# convince my players EoM is balanced



## Tumbler (Dec 5, 2005)

Ok, I'm 5 sessions into a campaign mixing EoM with standard magic.  We began at 10th level and are now 11th.  The fluff is that fey and elves use EoM and other races generally use standard magic.  

In the party, I have a human sorceror, a human druid, and a dwarven favored soul on the traditional side and an elven taskmage and an elven mageknight/mage on the EoM side.  I've won over the players of the druid and sorceror, but the favored soul is adamant that the system is unbalanced and he is gradually winning over the mageknight to the point that he is considering creating a new character.  The players are willing to accept "I'm the DM and we are experimenting with this." But I really want to win them over.  3 of the players are engineers or otherwise math savvy folks, and I'm not.  

So far they have had particular difficulty with being able to cast buff spells on several individuals or for long time periods and with the range of heal spells and also the versatility of the system.  I've statted up the spells the sorceror uses and shown that they are all much higher level in EoM, but I'm not making much progress with their opinions.


----------



## Thomas5251212 (Dec 5, 2005)

Well, honestly, I'm not particularly convinced it _is_ balanced in conjunction with regular D&D magic; being good in different places and bad in others doesn't necessarily mean balance.  In particular while I don't think the strength of EoM in buffs and teleport magic is a great evil, it tends to be in an area that has more overall impact I think than its weakness in attack spells and some other areas.


----------



## DonTadow (Dec 6, 2005)

Thomas5251212 said:
			
		

> Well, honestly, I'm not particularly convinced it _is_ balanced in conjunction with regular D&D magic; being good in different places and bad in others doesn't necessarily mean balance.  In particular while I don't think the strength of EoM in buffs and teleport magic is a great evil, it tends to be in an area that has more overall impact I think than its weakness in attack spells and some other areas.



Without a doubt, the buff spells are a bit over powered and can really be unbalanced at times.  But, I don't consider that making the whole system unbalanced.  I added a small rule (home rule) to the thing.  As enchantments are ongoing effects, when a mage is hit while having an enchantment spell (or any ongoing effect), she must make a concentration check equal to the damage to maintain the enchantment.  She may also not have any more than her level of enchantments going on at any one time.  

I added this in when i saw how every mage class had some powerful enchantment spell that granted +5 for every combat stat.  This also helped me combine the EOM and the Mythic book.


----------



## Primitive Screwhead (Dec 8, 2005)

I think it is balanced with the Core system in a way.. you lose some power, but gain flexibility and some nasty non-direct damage powers.

 I have been "experimenting" with mix games since I bought EoM.. and played characters at low, mid, and ludicrous levels...
  Let me tell you, a 20th level  EoM mage can lay some serious nastiness about!
I playing an 8th level EoM focused on Transform and Illusion just to see if I could keep up with a very munkiny group, without using Evoke or Heal lists.

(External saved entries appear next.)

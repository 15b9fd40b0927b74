//! Transport seams between the session manager and the SSH implementation.
//!
//! The manager only talks to these traits; [`SshConnector`](super::SshConnector)
//! is the `russh` implementation and tests drive the manager with fakes.

use async_trait::async_trait;
use tokio::io::{AsyncRead, AsyncWrite};

use super::params::{AuthParams, PtyRequest};
use crate::error::SessionResult;

/// How the remote shell ended
#[derive(Debug, Clone, PartialEq, Eq)]
pub enum ExitOutcome {
    /// The shell reported an exit status
    Exited(u32),
    /// The shell was killed by a signal
    Signaled {
        /// Signal name
        signal: String,
        /// Error message sent with the signal, possibly empty
        message: String,
    },
    /// The channel closed without an exit status
    Closed,
}

/// Local standard streams handed to the relay
pub struct LocalStreams {
    /// Bytes typed locally, sent to the remote stdin
    pub stdin: Box<dyn AsyncRead + Send + Unpin>,
    /// Receives remote stdout
    pub stdout: Box<dyn AsyncWrite + Send + Unpin>,
    /// Receives remote stderr
    pub stderr: Box<dyn AsyncWrite + Send + Unpin>,
}

impl LocalStreams {
    /// The process's own stdin, stdout and stderr
    #[must_use]
    pub fn process() -> Self {
        Self {
            stdin: Box::new(tokio::io::stdin()),
            stdout: Box::new(tokio::io::stdout()),
            stderr: Box::new(tokio::io::stderr()),
        }
    }
}

impl std::fmt::Debug for LocalStreams {
    fn fmt(&self, f: &mut std::fmt::Formatter<'_>) -> std::fmt::Result {
        f.debug_struct("LocalStreams").finish_non_exhaustive()
    }
}

/// Opens authenticated transports
#[async_trait]
pub trait Connector: Send + Sync {
    /// Transport produced by this connector
    type Transport: Transport;

    /// Connects and authenticates within `params.timeout`
    async fn connect(&self, params: &AuthParams) -> SessionResult<Self::Transport>;
}

/// An authenticated transport connection
#[async_trait]
pub trait Transport: Send {
    /// Session channel type
    type Channel: SessionChannel;

    /// Opens a new session channel
    async fn open_session(&mut self) -> SessionResult<Self::Channel>;

    /// Disconnects the transport
    async fn close(self) -> SessionResult<()>;
}

/// One session channel on a transport
#[async_trait]
pub trait SessionChannel: Send {
    /// Requests a remote pseudo-terminal and waits for the reply
    async fn request_pty(&mut self, request: &PtyRequest) -> SessionResult<()>;

    /// Starts the remote login shell and waits for the reply
    async fn start_shell(&mut self) -> SessionResult<()>;

    /// Relays bytes between `streams` and the channel until the remote
    /// session ends
    async fn relay(&mut self, streams: LocalStreams) -> SessionResult<ExitOutcome>;

    /// Closes the channel
    async fn close(self) -> SessionResult<()>;
}
//! Raw-mode guard for the local terminal.

use std::io;

use tracing::{debug, warn};

use super::device::TerminalDevice;

/// Holds the local terminal in raw mode until [`exit`](Self::exit) or drop.
///
/// The snapshot captured on entry is restored exactly once: by `exit()` on
/// the normal unwind path, or by `Drop` on panic or cancellation.
pub struct RawModeGuard<T: TerminalDevice> {
    terminal: T,
    snapshot: Option<T::Snapshot>,
}

impl<T: TerminalDevice> RawModeGuard<T> {
    /// Captures the current mode and switches the terminal to raw mode.
    ///
    /// Nothing is held if this fails: a capture error leaves the terminal
    /// untouched, and a failed switch is rolled back to the capture.
    pub fn enter(terminal: T) -> io::Result<Self> {
        let snapshot = terminal.capture()?;

        if let Err(e) = terminal.enter_raw(&snapshot) {
            let _ = terminal.restore(&snapshot);
            return Err(e);
        }

        debug!("Entered raw terminal mode");
        Ok(Self {
            terminal,
            snapshot: Some(snapshot),
        })
    }

    /// Returns true until the captured mode has been restored
    pub const fn is_active(&self) -> bool {
        self.snapshot.is_some()
    }

    /// Restores the captured mode. Failure is logged, never returned.
    pub fn exit(mut self) {
        self.restore();
    }

    fn restore(&mut self) {
        let Some(snapshot) = self.snapshot.take() else {
            return;
        };

        match self.terminal.restore(&snapshot) {
            Ok(()) => debug!("Restored terminal settings"),
            Err(e) => warn!(error = %e, "Failed to restore terminal state"),
        }
    }
}

impl<T: TerminalDevice> Drop for RawModeGuard<T> {
    fn drop(&mut self) {
        self.restore();
    }
}
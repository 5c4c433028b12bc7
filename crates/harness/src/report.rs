//! Text report generation.

use std::fmt::Write as _;

use benchlab_core::ResultSet;

/// Render the stable text report for a result set.
///
/// Exactly a two-line header followed by one `<name>: <duration>ms` line
/// per record, duration formatted to two decimal places. Pure formatting;
/// the caller decides whether to print, log, or persist it.
pub fn generate_report(results: &ResultSet) -> String {
    let mut report = String::from("Benchmark Report\n================\n");
    for record in results.iter() {
        writeln!(report, "{}: {:.2}ms", record.name, record.duration_ms).unwrap();
    }
    report
}

#[cfg(test)]
mod tests {
    use super::*;
    use benchlab_core::BenchmarkRecord;

    #[test]
    fn test_single_record_rendering() {
        let set: ResultSet = vec![BenchmarkRecord::new("x", 12.3456)].into();
        assert_eq!(
            generate_report(&set),
            "Benchmark Report\n================\nx: 12.35ms\n"
        );
    }

    #[test]
    fn test_empty_set_renders_header_only() {
        assert_eq!(
            generate_report(&ResultSet::new()),
            "Benchmark Report\n================\n"
        );
    }

    #[test]
    fn test_one_line_per_record_in_order() {
        let set: ResultSet = vec![
            BenchmarkRecord::new("factorial", 1.0),
            BenchmarkRecord::new("prime", 2.005),
        ]
        .into();
        let report = generate_report(&set);
        let lines: Vec<&str> = report.lines().collect();

        assert_eq!(lines[0], "Benchmark Report");
        assert_eq!(lines[1], "================");
        assert_eq!(lines[2], "factorial: 1.00ms");
        assert_eq!(lines[3], "prime: 2.00ms");
        assert_eq!(lines.len(), 4);
    }
}
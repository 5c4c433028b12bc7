//! Matrix and statistics benchmark case.

use std::hint::black_box;

use rand::Rng;

use benchlab_core::BenchmarkRecord;

use crate::case::{assertion, duration_ms, measure, BenchCase, CaseError, Strictness};

/// Iteration plan for [`MathCase`].
#[derive(Debug, Clone)]
pub struct MathPlan {
    /// Square matrix dimension.
    pub matrix_size: usize,
    /// Number of full multiplications.
    pub matrix_iterations: u32,
    /// Length of the random dataset for the statistics pass.
    pub dataset_len: usize,
}

impl Default for MathPlan {
    fn default() -> Self {
        Self {
            matrix_size: 200,
            matrix_iterations: 100,
            dataset_len: 1_000_000,
        }
    }
}

impl MathPlan {
    /// Exact operation count the plan performs: one per scalar
    /// multiply-add, plus three statistics passes over the dataset.
    pub fn expected_ops(&self) -> u64 {
        let n = self.matrix_size as u64;
        u64::from(self.matrix_iterations) * n * n * n + self.dataset_len as u64 * 3
    }
}

/// Summary statistics over the random dataset.
#[derive(Debug, Clone, Copy, PartialEq)]
pub struct DatasetStats {
    /// Arithmetic mean.
    pub mean: f64,
    /// Population standard deviation.
    pub std_dev: f64,
    /// Middle element of the sorted dataset.
    pub median: f64,
}

impl DatasetStats {
    fn from_samples(samples: &[f64]) -> Self {
        if samples.is_empty() {
            return Self {
                mean: 0.0,
                std_dev: 0.0,
                median: 0.0,
            };
        }
        let n = samples.len() as f64;
        let mean = samples.iter().sum::<f64>() / n;
        let variance = samples.iter().map(|v| (v - mean).powi(2)).sum::<f64>() / n;
        let mut sorted = samples.to_vec();
        sorted.sort_by(f64::total_cmp);
        Self {
            mean,
            std_dev: variance.sqrt(),
            median: sorted[sorted.len() / 2],
        }
    }
}

/// Dense matrix multiplications followed by a statistics pass.
#[derive(Debug, Default)]
pub struct MathCase {
    plan: MathPlan,
}

impl MathCase {
    /// Case with the canonical plan.
    pub fn new() -> Self {
        Self::default()
    }

    /// Case with a custom plan.
    pub fn with_plan(plan: MathPlan) -> Self {
        Self { plan }
    }
}

fn random_matrix(n: usize, rng: &mut impl Rng) -> Vec<Vec<f64>> {
    (0..n)
        .map(|_| (0..n).map(|_| rng.gen::<f64>()).collect())
        .collect()
}

impl BenchCase for MathCase {
    fn name(&self) -> &'static str {
        "math"
    }

    fn run(&self, _strictness: Strictness) -> Result<BenchmarkRecord, CaseError> {
        let plan = &self.plan;
        let n = plan.matrix_size;
        let ((ops, stats), elapsed) = measure(|| {
            let mut rng = rand::thread_rng();
            let mut ops = 0u64;
            for _ in 0..plan.matrix_iterations {
                let a = random_matrix(n, &mut rng);
                let b = random_matrix(n, &mut rng);
                let mut product = vec![vec![0.0f64; n]; n];
                for i in 0..n {
                    for j in 0..n {
                        for k in 0..n {
                            product[i][j] += a[i][k] * b[k][j];
                            ops += 1;
                        }
                    }
                }
                black_box(&product);
            }

            let dataset: Vec<f64> = (0..plan.dataset_len)
                .map(|_| rng.gen::<f64>() * 1000.0)
                .collect();
            let stats = DatasetStats::from_samples(&dataset);
            ops += dataset.len() as u64 * 3;
            (ops, stats)
        });

        if ops != plan.expected_ops() {
            return Err(assertion(
                self.name(),
                format!("expected {} operations, counted {ops}", plan.expected_ops()),
            ));
        }
        if plan.dataset_len > 0 {
            if !(0.0..=1000.0).contains(&stats.mean) {
                return Err(assertion(
                    self.name(),
                    format!("dataset mean {} outside [0, 1000]", stats.mean),
                ));
            }
            if !(0.0..=1000.0).contains(&stats.median) || stats.std_dev < 0.0 {
                return Err(assertion(self.name(), "dataset statistics out of range"));
            }
        }
        tracing::debug!(
            mean = stats.mean,
            median = stats.median,
            std_dev = stats.std_dev,
            "dataset statistics"
        );

        Ok(BenchmarkRecord::new(self.name(), duration_ms(elapsed)).with_op_count(ops))
    }
}
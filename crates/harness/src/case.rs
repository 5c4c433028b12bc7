//! Case execution machinery: timing, strictness, and failure types.

use std::time::{Duration, Instant};

use benchlab_core::BenchmarkRecord;
use thiserror::Error;

/// How duration budgets are enforced.
///
/// Correctness assertions are hard failures under either mode; budgets are
/// the separate, host-speed-dependent advisory class.
#[derive(Debug, Clone, Copy, PartialEq, Eq, Default)]
pub enum Strictness {
    /// Budget breaches log a warning and the case still passes.
    #[default]
    Advisory,
    /// Budget breaches fail the case.
    Strict,
}

/// A failed benchmark case.
#[derive(Debug, Error)]
pub enum CaseError {
    /// A correctness assertion did not hold.
    #[error("assertion failed in `{case}`: {detail}")]
    Assertion {
        /// Case that failed.
        case: &'static str,
        /// What did not hold.
        detail: String,
    },

    /// A duration budget was exceeded under [`Strictness::Strict`].
    #[error("`{case}` exceeded its {budget_ms}ms budget: took {actual_ms:.2}ms")]
    BudgetExceeded {
        /// Case that overran.
        case: &'static str,
        /// Budget in milliseconds.
        budget_ms: u64,
        /// Measured duration in milliseconds.
        actual_ms: f64,
    },

    /// The case could not set up its execution environment.
    #[error("`{case}` setup failed: {detail}")]
    Setup {
        /// Case that failed to start.
        case: &'static str,
        /// What went wrong.
        detail: String,
    },
}

/// One named, configured workload execution with timing and checks.
///
/// The run contract: start the monotonic timer, execute the full iteration
/// plan while accumulating an operation counter, stop the timer, evaluate
/// assertions outside the timed section, and emit a [`BenchmarkRecord`].
/// Cases are runnable standalone or as part of a suite with identical
/// assertion semantics.
pub trait BenchCase {
    /// Stable case name, used for records and report lines.
    fn name(&self) -> &'static str;

    /// Execute the full iteration plan and produce the measured record.
    fn run(&self, strictness: Strictness) -> Result<BenchmarkRecord, CaseError>;
}

/// Measure wall-clock time of a closure on the monotonic clock.
pub fn measure<F, R>(f: F) -> (R, Duration)
where
    F: FnOnce() -> R,
{
    let start = Instant::now();
    let result = f();
    (result, start.elapsed())
}

/// Duration in fractional milliseconds.
pub fn duration_ms(elapsed: Duration) -> f64 {
    elapsed.as_secs_f64() * 1e3
}

/// Enforce an optional duration budget after the timed section.
pub fn check_budget(
    case: &'static str,
    budget: Option<Duration>,
    elapsed: Duration,
    strictness: Strictness,
) -> Result<(), CaseError> {
    let Some(budget) = budget else {
        return Ok(());
    };
    if elapsed <= budget {
        return Ok(());
    }
    let budget_ms = budget.as_millis() as u64;
    let actual_ms = duration_ms(elapsed);
    match strictness {
        Strictness::Advisory => {
            tracing::warn!(case, budget_ms, actual_ms, "duration budget exceeded");
            Ok(())
        }
        Strictness::Strict => Err(CaseError::BudgetExceeded {
            case,
            budget_ms,
            actual_ms,
        }),
    }
}

pub(crate) fn assertion(case: &'static str, detail: impl Into<String>) -> CaseError {
    CaseError::Assertion {
        case,
        detail: detail.into(),
    }
}

pub(crate) fn setup(case: &'static str, detail: impl std::fmt::Display) -> CaseError {
    CaseError::Setup {
        case,
        detail: detail.to_string(),
    }
}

I had no problem and ended up being the most useful character in the group. I could not dish out the same amounts of damage as everybody else in a straight up slug-fest.. which is why I never got into one 


However, balance is perceived through the lens of game styles. In some games the Bard is woefully underpowered.. yet in others he is one of the best choices of character to play. So to with magic systems. A game style that caters to inventive and spontaneous, non-direct damage style shortcuts will favor EoM. On teh other hand, a game were direct damage is the order of the day, EoM will appear weak.

 So.. end result. You want your players to see EoM as being as powerful as Core? Set up scenarios where direct damage wont help as much. Have combats were casters actually spend the 2 rounds to craft a spell instead of relying on signature spells.

 Good luck!


----------



## Tumbler (Dec 8, 2005)

Thanks Primitive Screwhead, that helps a lot actually.  I have deliberately set out in this campaign to create ecounters that didn't involve combat.  The campaign launched with a massive explosion setting a small town on fire.  Evoke Cold and summon water were very effective at putting out the flames.  Of course, so was the druid spontaneously summoning water elementals, faster than the EOM mage.  The biggest stinker for the party was when on of the characters range healed another who was pinned under a giant spider.  Without the save, the pinned character would have died, but they can't get over the idea that you shouldn't be able to heal at a distance.


----------



## Primitive Screwhead (Dec 8, 2005)

I remembered a good example from my current campaign, I have two druids.. one Core and one EoM side by side.

 They were assualting a fort out in a swamp and had foolishly announced thier presence. The party almost came to the point of just leaving as they were stuck as to how to go about getting over the wall, then the EoM Druid remembered he had picked up Create Nature.. spent a couple rounds crafting a spell that grew an oaken and vine wrapped ramp leading up to the edge of the wall...

 It was very cool. The player even gave the spell a good druidic description with chanting and blood-letting


----------



## Verequus (Dec 12, 2005)

Tumbler said:
			
		

> ...but they can't get over the idea that you shouldn't be able to heal at a distance.




Actually, there are rules to allow range healing in the core system. The first would be the Specratl Hand spell, which allows also divine spells to be transferred (see FAQ). The second is a feat, which can convert touch spells into range attacks or something like that.


----------



## Tumbler (Dec 13, 2005)

RuleMaster said:
			
		

> Actually, there are rules to allow range healing in the core system. The first would be the Specratl Hand spell, which allows also divine spells to be transferred (see FAQ).




Any page number for this?  My PHB says spectral hand is a sor/wiz 2 spell, and I can't find anything in the FAQ that contradicts this.


----------



## Verequus (Dec 13, 2005)

The FAQ only clarifies, that the touch spells can be also from divine origin, not that Spectral Hand is a divine spell. So you could allow to research a 3rd level divine Spectral Hand or you could use it with a Mystic Theurge, who has already enough arcane caster levels.


----------